How to know you have hit upon a very controversial subject: two titans of development economics each castigate you for diametrically opposite reasons. Next time, I should let them fight directly!
I am trying to use AidGrade’s data to say something about the generalizability of impact evaluation results. I’m not coming in with an agenda, but basing this on the belief that:
1) People want to know what works. There are a lot of grandiose claims that impact evaluation can tell us this. Economists are usually very careful not to generalize from particular cases, knowing that results are heavily context-dependent and have no external validity. But there is also a sense in which we really do want to use the results to update our priors. We want to get something generalizable out of an impact evaluation, else why do one in the first place if it only tells us how successful something which will never again occur was?
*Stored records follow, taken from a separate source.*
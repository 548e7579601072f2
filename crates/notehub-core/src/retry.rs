//! Retry with exponential backoff for transient failures.

use std::future::Future;
use std::time::Duration;

use tracing::{debug, warn};

use crate::Error;

#[derive(Debug, Clone, Copy, PartialEq, Eq)]
pub struct RetryPolicy {
    /// Retries after the first attempt. Zero disables retrying.
    pub max_retries: u32,
    pub base_delay: Duration,
    pub max_delay: Duration,
}

impl Default for RetryPolicy {
    fn default() -> Self {
        Self {
            max_retries: 3,
            base_delay: Duration::from_secs(1),
            max_delay: Duration::from_secs(30),
        }
    }
}

impl RetryPolicy {
    pub fn none() -> Self {
        Self {
            max_retries: 0,
            ..Self::default()
        }
    }

    /// Delay before retry number `retry` (0-based): base * 2^retry, capped.
    pub fn delay_for(&self, retry: u32) -> Duration {
        let factor = 1u32.checked_shl(retry).unwrap_or(u32::MAX);
        self.base_delay
            .checked_mul(factor)
            .map_or(self.max_delay, |d| d.min(self.max_delay))
    }

    /// Run `op` until it succeeds, fails with a non-transient error, or the
    /// retry budget is spent. The last error is returned.
    pub async fn run<T, F, Fut>(&self, label: &str, mut op: F) -> Result<T, Error>
    where
        F: FnMut() -> Fut,
        Fut: Future<Output = Result<T, Error>>,
    {
        let mut retry = 0;
        loop {
            match op().await {
                Ok(value) => return Ok(value),
                Err(e) if e.is_transient() && retry < self.max_retries => {
                    let delay = self.delay_for(retry);
                    debug!(%label, retry = retry + 1, ?delay, error = %e, "retrying");
                    tokio::time::sleep(delay).await;
                    retry += 1;
                }
                Err(e) => {
                    if retry > 0 {
                        warn!(%label, retries = retry, error = %e, "giving up");
                    }
                    return Err(e);
                }
            }
        }
    }
}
The extent to which results are generalizable is an empirical question. So long as people are extrapolating from past results, whether explicitly or with a wink and a nudge when trying to get policy makers to agree to a new impact evaluation, we’d better at least know how generalizable the results are. You can say we know they aren’t generalizable. Fine. People still talk as though they are, they are likely to be to some non-zero degree, so what is that degree?
2) There are undoubtedly contexts under which results are more or less generalizable in practice. For example, since a lot of people don’t want to randomize, I suspect that RCTs may be done in “weirder” situations than quasi-experimental studies. I wonder if we can see this in the results. Some causal chains between interventions and outcomes may also be more complicated than others. The theory here is quite clear – why not test it out?
Unfortunately, I’m stuck between a rock and a hard place. Some say it goes too far, others not far enough. I’m a fan of impact evaluations for what they do tell us about human behaviour. I also think they are often vastly overpriced and that many but not all of them would be more helpful were they to give more immediate, actionable feedback to the project implementer.
I’m not actually interested in participating in the War of the Randomistas. But when a war goes on, it seems that some on either side have hammers and everything looks like a nail.
If special interests kill it, so be it, but practically speaking it’s an important issue.